Ok, I think I was able to reproduce the same thing that you were seeing. Can you try the attached patch and let me know if it fixes things on your end too?

thanks!
-Phil

On 05/06/2010 02:34 PM, Phil Carns wrote:
Actually, it might be good if you could just send me the fs.conf file for your test setup.

thanks,
-Phil

On 05/06/2010 02:26 PM, Phil Carns wrote:
Thanks Bart. In your example, what are the names and ports of each of the servers involved?

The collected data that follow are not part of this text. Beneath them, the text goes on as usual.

//! Trace generation state machine
//!
//! Drives one test case through the target:
//!
//! 1. continue until the target requests a test case, then deliver it
//! 2. continue until the target announces the test case start
//! 3. single-step (or continue while in stepover mode), dispatching every
//!    communication packet, until the target announces the test case end
//!
//! Protocol events are written to the trace in the order their stops were
//! observed. Each resume completes before the next one is issued.

use crate::comm::CommunicationBuffer;
use crate::error::TracerError;
use crate::ledger::AllocationLedger;
use crate::packets::{Packet, PacketType};
use crate::session::{DebugSession, ResumeAction, StopReply};
use crate::trace::{trace_file_path, TraceRecord, TraceWriter};
use serde::{Deserialize, Serialize};
use std::path::{Path, PathBuf};
use tokio_util::sync::CancellationToken;

/// One test case to be traced
#[derive(Debug, Clone, PartialEq, Eq, Serialize, Deserialize)]
pub struct TraceEntity {
    pub id: u64,
    pub testcase_file_path: PathBuf,
}

/// Stack bounds reported by the target
#[derive(Debug, Clone, Copy, PartialEq, Eq, Serialize, Deserialize)]
pub struct StackBounds {
    pub low: u64,
    pub high: u64,
}

/// Result of a successful trace generation
#[derive(Debug, Clone, PartialEq, Eq, Serialize, Deserialize)]
pub struct TraceSummary {
    pub testcase_id: u64,
    pub trace_file: PathBuf,
    /// Allocation records written
    pub allocations: usize,
    /// Free records written
    pub frees: usize,
    /// Frees skipped because no live allocation matched
    pub unmatched_frees: usize,
    /// Ordinary stops while stepping
    pub steps: u64,
    pub stack: Option<StackBounds>,
    /// Allocations still live at the end of the test case
    pub live_allocations: usize,
}

#[derive(Debug, Clone, Copy, PartialEq, Eq)]
enum TraceState {
    AwaitingTestcaseRequest,
    AwaitingTestcaseStart,
    Stepping,
    Done,
}

/// Outcome of dispatching one packet while stepping
#[derive(Debug, Clone, Copy, PartialEq, Eq)]
pub enum Dispatch {
    /// Append this record to the trace
    Record(TraceRecord),
    /// Internal state changed, nothing to write
    Nothing,
    /// The traced region ended
    End,
}

/// Mutable state of the stepping phase
#[derive(Debug, Default)]
pub struct StepState {
    pub ledger: AllocationLedger,
    pub stack: Option<StackBounds>,
    /// While set, the target is continued instead of single-stepped
    pub stepover: bool,
    pub steps: u64,
    pub allocations: usize,
    pub frees: usize,
    pub unmatched_frees: usize,
}

impl StepState {
    /// Fresh state for a new test case
    pub fn new() -> Self {
        Self::default()
    }

    /// Resume action for the next iteration
    pub fn next_action(&self) -> ResumeAction {
        if self.stepover {
            ResumeAction::Continue
        } else {
            ResumeAction::Step
        }
    }

    /// Apply a packet received during stepping
    pub fn dispatch(&mut self, packet: Packet) -> Result<Dispatch, TracerError> {
        match packet {
            Packet::Allocation(p) => {
                let record = self.ledger.allocate(p.address, p.length)?;
                self.allocations += 1;
                Ok(Dispatch::Record(TraceRecord::Allocation(record)))
            }
            Packet::Free(p) => match self.ledger.free(p.address) {
                Some(record) => {
                    self.frees += 1;
                    Ok(Dispatch::Record(TraceRecord::Free { id: record.id }))
                }
                None => {
                    tracing::warn!(
                        "Free of address {:016X} does not correspond to any allocation, skipping",
                        p.address
                    );
                    self.unmatched_frees += 1;
                    Ok(Dispatch::Nothing)
                }
            },
            Packet::TestcaseEnd => Ok(Dispatch::End),
            Packet::StackInfo(p) => {
                self.stack = Some(StackBounds {
                    low: p.top_address,
                    high: p.base_address,
                });
                Ok(Dispatch::Nothing)
            }
            Packet::StepoverBegin => {
                self.stepover = true;
                Ok(Dispatch::Nothing)
            }
            Packet::StepoverEnd => {
                self.stepover = false;
                Ok(Dispatch::Nothing)
            }
            Packet::TestcaseRequest(_) | Packet::TestcaseStart => {
                Err(TracerError::OutOfPhase(packet.packet_type()))
            }
        }
    }

    /// Hook for ordinary (non-communication) stops
    pub fn on_instruction(&mut self, _stop: &StopReply) {
        self.steps += 1;
    }

    fn into_summary(self, testcase_id: u64, trace_file: PathBuf) -> TraceSummary {
        TraceSummary {
            testcase_id,
            trace_file,
            allocations: self.allocations,
            frees: self.frees,
            unmatched_frees: self.unmatched_frees,
            steps: self.steps,
            stack: self.stack,
            live_allocations: self.ledger.len(),
        }
    }
}

/// Tracer owning an exclusive debug session
///
/// Not safe for concurrent use: one trace generation at a time. A failed
/// trace generation leaves the target mid-handshake, so every later call
/// fails with [`TracerError::Desynchronized`].
pub struct GdbTracer<S: DebugSession> {
    session: S,
    buffer: CommunicationBuffer,
    cancel: CancellationToken,
    desynced: bool,
}

impl<S: DebugSession> GdbTracer<S> {
    /// Initialize the session and arm the communication buffer
    ///
    /// The session is disposed if setup fails.
    pub async fn attach(
        mut session: S,
        buffer_address: u64,
        cancel: CancellationToken,
    ) -> Result<Self, TracerError> {
        let mut buffer = CommunicationBuffer::new(buffer_address);
        if let Err(e) = Self::setup(&mut session, &mut buffer, &cancel).await {
            session.dispose(&cancel).await;
            return Err(e);
        }
        Ok(Self {
            session,
            buffer,
            cancel,
            desynced: false,
        })
    }

    async fn setup(
        session: &mut S,
        buffer: &mut CommunicationBuffer,
        cancel: &CancellationToken,
    ) -> Result<(), TracerError> {
        tracing::debug!("Initializing debug session");
        session.init(cancel).await?;
        buffer.arm(session, cancel).await
    }

    /// Dispose the debug session
    pub async fn shutdown(mut self) {
        self.session.dispose(&self.cancel).await;
    }

    /// Generate the trace of one test case into `output_directory`
    ///
    /// On error the trace file is removed and the tracer refuses further
    /// test cases.
    pub async fn generate_trace(
        &mut self,
        entity: &TraceEntity,
        output_directory: &Path,
    ) -> Result<TraceSummary, TracerError> {
        if self.desynced {
            return Err(TracerError::Desynchronized);
        }
        let writer = TraceWriter::create(trace_file_path(output_directory, entity.id))?;

        let result = self.run(entity, writer).await;
        if let Err(e) = &result {
            tracing::warn!("Testcase #{} failed, debug session out of sync: {}", entity.id, e);
            self.desynced = true;
        }
        result
    }

    async fn run(
        &mut self,
        entity: &TraceEntity,
        mut writer: TraceWriter,
    ) -> Result<TraceSummary, TracerError> {
        let mut state = TraceState::AwaitingTestcaseRequest;
        let mut stepping = StepState::new();
        while state != TraceState::Done {
            self.check_cancelled()?;
            state = match state {
                TraceState::AwaitingTestcaseRequest => {
                    self.deliver_testcase(entity).await?;
                    TraceState::AwaitingTestcaseStart
                }
                TraceState::AwaitingTestcaseStart => {
                    let stop = self.resume(ResumeAction::Continue).await?;
                    self.expect_packet(stop, PacketType::TestcaseStart).await?;
                    tracing::debug!("Testcase #{} started", entity.id);
                    TraceState::Stepping
                }
                TraceState::Stepping => {
                    if self.step(&mut stepping, &mut writer).await? {
                        TraceState::Done
                    } else {
                        TraceState::Stepping
                    }
                }
                TraceState::Done => TraceState::Done,
            };
        }

        let trace_file = writer.finish()?;
        let summary = stepping.into_summary(entity.id, trace_file);
        tracing::info!(
            "Trace #{} complete: {} allocations, {} frees, {} steps",
            entity.id,
            summary.allocations,
            summary.frees,
            summary.steps
        );
        Ok(summary)
    }

    /// Wait for the test case request and answer it
    async fn deliver_testcase(&mut self, entity: &TraceEntity) -> Result<(), TracerError> {
        // Load the test case while the target runs towards its request
        let (stop, testcase) = tokio::join!(
            self.session.resume(&[ResumeAction::Continue], &self.cancel),
            tokio::fs::read(&entity.testcase_file_path),
        );
        let stop = stop?;
        let testcase = testcase?;

        let packet = self.expect_packet(stop, PacketType::TestcaseRequest).await?;
        let Packet::TestcaseRequest(request) = packet else {
            return Err(TracerError::UnexpectedPacket {
                found: packet.packet_type(),
                expected: PacketType::TestcaseRequest,
            });
        };

        tracing::debug!(
            "Writing {} byte testcase to {:#x} ({} bytes available)",
            testcase.len(),
            request.address,
            request.buffer_size
        );
        self.buffer
            .answer_testcase_request(&mut self.session, request, &testcase, &self.cancel)
            .await?;
        Ok(())
    }

    /// Require a communication stop carrying a packet of the given type
    async fn expect_packet(
        &mut self,
        stop: StopReply,
        expected: PacketType,
    ) -> Result<Packet, TracerError> {
        if !self.buffer.is_communication_stop(&stop) {
            return Err(TracerError::UnexpectedStop(stop));
        }
        let packet = self.buffer.retrieve(&mut self.session, &self.cancel).await?;
        if packet.packet_type() != expected {
            return Err(TracerError::UnexpectedPacket {
                found: packet.packet_type(),
                expected,
            });
        }
        Ok(packet)
    }

    /// Run one stepping iteration; returns whether the test case ended
    async fn step(
        &mut self,
        stepping: &mut StepState,
        writer: &mut TraceWriter,
    ) -> Result<bool, TracerError> {
        let stop = self.resume(stepping.next_action()).await?;

        if self.buffer.is_communication_stop(&stop) {
            let packet = self.buffer.retrieve(&mut self.session, &self.cancel).await?;
            match stepping.dispatch(packet)? {
                Dispatch::Record(record) => writer.append(&record)?,
                Dispatch::Nothing => {}
                Dispatch::End => return Ok(true),
            }
        } else if matches!(stop, StopReply::Signal { .. }) {
            stepping.on_instruction(&stop);
        } else {
            return Err(TracerError::UnexpectedStop(stop));
        }
        Ok(false)
    }

    async fn resume(&mut self, action: ResumeAction) -> Result<StopReply, TracerError> {
        Ok(self.session.resume(&[action], &self.cancel).await?)
    }

    fn check_cancelled(&self) -> Result<(), TracerError> {
        if self.cancel.is_cancelled() {
            Err(TracerError::Cancelled)
        } else {
            Ok(())
        }
    }
}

Are they all on the same node (with different ports) by any chance?

thanks,
-Phil

On 05/04/2010 09:50 AM, Bart Taylor wrote:
The log file is attached.

I upgraded, let the file system start responding to pvfs2-ping, gave both servers a sighup to pick up the logging update, cleared the log file, and gave it the dd command listed below. The second server never logged anything.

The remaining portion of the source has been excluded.